#### DATA TO USE ####

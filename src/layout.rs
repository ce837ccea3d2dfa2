//! Section layout: placing team blocks onto a report sheet.
//!
//! A sheet is split into up to three horizontal sections (`TopRow`, `MidRow`,
//! `BotRow`). Each section lists teams and every team has a configured start
//! column. All blocks in a section share a header row; the next section
//! starts one blank row below the tallest block seen so far.
//!
//! ```text
//!   row base     | Team 1 | Hours |   | Team 2 | Hours |
//!   row base+1   | Doe, J |  8.5  |   | Lee, B |  7.0  |
//!   ...
//! ```

use crate::config::{Config, MAX_COLUMN};
use crate::error::LayoutError;
use crate::roster::{Person, Roster};
use crate::teams::TeamIndex;
use crate::threshold::{FlagTally, HoursClass};
use std::collections::BTreeSet;

/// Section names, in the order they are laid out.
pub const SECTION_NAMES: [&str; 3] = ["TopRow", "MidRow", "BotRow"];

/// The two report sheets built from the same team data.
#[derive(Debug, Clone, Copy, PartialEq, Eq, Hash)]
pub enum Variant {
    /// Coach-facing: student names and hours.
    Coach,
    /// Parent-facing: anonymous ids, team number, and hours.
    Parent,
}

impl Variant {
    /// Prefix of every config key for this variant.
    pub fn key_prefix(self) -> &'static str {
        match self {
            Variant::Coach => "coaches",
            Variant::Parent => "parents",
        }
    }

    pub fn sheet_name(self) -> &'static str {
        match self {
            Variant::Coach => "Coaches",
            Variant::Parent => "Parents",
        }
    }

    pub fn title(self, generated_at: &str) -> String {
        let label = match self {
            Variant::Coach => "COACHES",
            Variant::Parent => "PARENTS",
        };
        format!("{} Hours Report {}", label, generated_at)
    }

    /// Last column spanned by the merged title row.
    pub fn title_last_col(self) -> u16 {
        match self {
            Variant::Coach => 8,
            Variant::Parent => 12,
        }
    }

    /// Columns per team block.
    pub fn block_width(self) -> u16 {
        match self {
            Variant::Coach => 2,
            Variant::Parent => 3,
        }
    }

    fn block_headers(self, team: i64) -> Vec<String> {
        match self {
            Variant::Coach => vec![format!("Team {}", team), "Hours".to_string()],
            Variant::Parent => vec!["ID".to_string(), "Team".to_string(), "Hours".to_string()],
        }
    }

    pub fn start_row_key(self) -> String {
        format!("{}StartRow", self.key_prefix())
    }

    pub fn section_key(self, section: &str) -> String {
        format!("{}{}", self.key_prefix(), section)
    }

    pub fn column_key(self, team: i64) -> String {
        format!("{}Column-{}", self.key_prefix(), team)
    }
}

/// Semantic style of a written cell. The sink decides what it looks like.
#[derive(Debug, Clone, Copy, PartialEq, Eq, Hash)]
pub enum StyleTag {
    Title,
    Header,
    Normal,
    NormalCentered,
    NormalRight,
    /// Below the low watermark.
    Low,
    /// Above the high watermark.
    High,
}

impl From<HoursClass> for StyleTag {
    fn from(class: HoursClass) -> Self {
        match class {
            HoursClass::Low => StyleTag::Low,
            HoursClass::High => StyleTag::High,
            HoursClass::Normal => StyleTag::NormalRight,
        }
    }
}

/// Where layout output goes: a worksheet, or an in-memory grid in tests.
pub trait CellSink {
    fn write_text(&mut self, row: u32, col: u16, value: &str, style: StyleTag)
        -> Result<(), LayoutError>;

    fn write_number(&mut self, row: u32, col: u16, value: f64, style: StyleTag)
        -> Result<(), LayoutError>;

    /// Write `value` across `first_col..=last_col` of `row` as a single cell.
    fn write_merged(
        &mut self,
        row: u32,
        first_col: u16,
        last_col: u16,
        value: &str,
        style: StyleTag,
    ) -> Result<(), LayoutError>;

    fn autofit_column(&mut self, col: u16) -> Result<(), LayoutError>;
}

/// One team inside a section. The column stays unresolved until the block
/// is placed, so a missing `Column-N` key is reported when it is reached.
#[derive(Debug, Clone, PartialEq)]
pub struct TeamPlacement {
    pub team: i64,
    pub column: Result<u16, LayoutError>,
}

#[derive(Debug, Clone, PartialEq)]
pub struct LayoutSection {
    pub name: String,
    pub placements: Vec<TeamPlacement>,
}

impl LayoutSection {
    pub fn new(name: impl Into<String>, placements: Vec<(i64, u16)>) -> Self {
        Self {
            name: name.into(),
            placements: placements
                .into_iter()
                .map(|(team, col)| TeamPlacement {
                    team,
                    column: Ok(col),
                })
                .collect(),
        }
    }
}

/// Read this variant's sections from config. Sections without a team list
/// are left out.
pub fn sections_from_config(
    config: &Config,
    variant: Variant,
) -> Result<Vec<LayoutSection>, LayoutError> {
    let mut sections = Vec::new();
    for name in SECTION_NAMES {
        let Some(list) = config.section(variant, name) else {
            log::debug!("No {} configured, skipping", variant.section_key(name));
            continue;
        };
        let mut placements = Vec::new();
        for raw in list.split(',') {
            let raw = raw.trim();
            if raw.is_empty() {
                continue;
            }
            let team: i64 = raw.parse().map_err(|_| LayoutError::InvalidTeamId {
                key: variant.section_key(name),
                value: raw.to_string(),
            })?;
            placements.push(TeamPlacement {
                team,
                column: config.team_column(variant, team),
            });
        }
        sections.push(LayoutSection {
            name: name.to_string(),
            placements,
        });
    }
    Ok(sections)
}

/// Check every placement's column before anything is written.
pub fn preflight(sections: &[LayoutSection]) -> Result<(), LayoutError> {
    for section in sections {
        for placement in &section.placements {
            placement.column.clone()?;
        }
    }
    Ok(())
}

/// Result of a completed layout pass.
#[derive(Debug, Clone, PartialEq)]
pub struct LayoutOutcome {
    /// One past the last member row of the tallest block, or the starting
    /// row if nothing was written.
    pub max_row: i64,
    /// Columns that received at least one cell.
    pub columns: BTreeSet<u16>,
}

/// Lays out team blocks for one report variant.
pub struct LayoutEngine<'a> {
    roster: &'a Roster,
    teams: &'a TeamIndex,
    variant: Variant,
}

impl<'a> LayoutEngine<'a> {
    pub fn new(roster: &'a Roster, teams: &'a TeamIndex, variant: Variant) -> Self {
        Self {
            roster,
            teams,
            variant,
        }
    }

    /// Place every section in order, starting below `start_row`.
    ///
    /// Stops at the first unresolvable column. Cells written before that
    /// point stay written and no columns are auto-fitted.
    pub fn layout_sections<S: CellSink + ?Sized>(
        &self,
        sink: &mut S,
        sections: &[LayoutSection],
        start_row: i64,
        tally: &mut FlagTally,
    ) -> Result<LayoutOutcome, LayoutError> {
        let mut max_row = start_row;
        let mut columns = BTreeSet::new();

        for section in sections {
            let base_row =
                u32::try_from(max_row + 1).map_err(|_| LayoutError::InvalidStartRow {
                    key: self.variant.start_row_key(),
                    value: start_row.to_string(),
                })?;
            log::debug!(
                "{} {}: header row {}",
                self.variant.sheet_name(),
                section.name,
                base_row
            );
            for placement in &section.placements {
                let col = placement.column.clone()?;
                if let Some(end) =
                    self.place_team(sink, placement.team, base_row, col, tally, &mut columns)?
                {
                    max_row = max_row.max(i64::from(end));
                }
            }
        }

        for &col in &columns {
            sink.autofit_column(col)?;
        }
        Ok(LayoutOutcome { max_row, columns })
    }

    /// Write one team block with its header at `base_row`.
    ///
    /// Returns the row after the last member, or `None` for an empty team.
    fn place_team<S: CellSink + ?Sized>(
        &self,
        sink: &mut S,
        team: i64,
        base_row: u32,
        start_col: u16,
        tally: &mut FlagTally,
        columns: &mut BTreeSet<u16>,
    ) -> Result<Option<u32>, LayoutError> {
        let width = self.variant.block_width();
        if start_col > MAX_COLUMN + 1 - width {
            return Err(LayoutError::InvalidColumn {
                key: self.variant.column_key(team),
                value: start_col.to_string(),
            });
        }

        let members = self.teams.members_of(team, self.roster);
        if members.is_empty() {
            log::debug!("Team {} has no members, nothing placed", team);
            return Ok(None);
        }

        let mut row = base_row + 1;
        for person in &members {
            self.write_member(sink, person, team, row, start_col, tally)?;
            row += 1;
        }
        for (offset, header) in self.variant.block_headers(team).iter().enumerate() {
            sink.write_text(base_row, start_col + offset as u16, header, StyleTag::Header)?;
        }
        columns.extend(start_col..start_col + width);
        Ok(Some(row))
    }

    fn write_member<S: CellSink + ?Sized>(
        &self,
        sink: &mut S,
        person: &Person,
        team: i64,
        row: u32,
        start_col: u16,
        tally: &mut FlagTally,
    ) -> Result<(), LayoutError> {
        let mut col = start_col;
        match self.variant {
            Variant::Coach => {
                sink.write_text(row, col, &person.display_name(), StyleTag::Normal)?;
                col += 1;
            }
            Variant::Parent => {
                sink.write_text(row, col, person.id(), StyleTag::NormalCentered)?;
                sink.write_number(row, col + 1, team as f64, StyleTag::NormalCentered)?;
                col += 2;
            }
        }
        let class = tally.classify(person);
        sink.write_number(row, col, person.hours(), class.into())
    }
}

####

**DIRECTIONS FOR THIS TASK**
What is needed is an exact repetition of the lines from the first line of the records through the line containing "for this variant.", both ends included, and nothing more.

**EXERCISE RESPONSE**
filename src/layout.rs
repository ce837ccea3d2dfa2
//! Section layout: placing team blocks onto a report sheet.
//!
//! A sheet is split into up to three horizontal sections (`TopRow`, `MidRow`,
//! `BotRow`). Each section lists teams and every team has a configured start
//! column. All blocks in a section share a header row; the next section
//! starts one blank row below the tallest block seen so far.
//!
//! ```text
//!   row base     | Team 1 | Hours |   | Team 2 | Hours |
//!   row base+1   | Doe, J |  8.5  |   | Lee, B |  7.0  |
//!   ...
//! ```

use crate::config::{Config, MAX_COLUMN};
use crate::error::LayoutError;
use crate::roster::{Person, Roster};
use crate::teams::TeamIndex;
use crate::threshold::{FlagTally, HoursClass};
use std::collections::BTreeSet;

/// Section names, in the order they are laid out.
pub const SECTION_NAMES: [&str; 3] = ["TopRow", "MidRow", "BotRow"];

/// The two report sheets built from the same team data.
#[derive(Debug, Clone, Copy, PartialEq, Eq, Hash)]
pub enum Variant {
    /// Coach-facing: student names and hours.
    Coach,
    /// Parent-facing: anonymous ids, team number, and hours.
    Parent,
}

impl Variant {
    /// Prefix of every config key for this variant.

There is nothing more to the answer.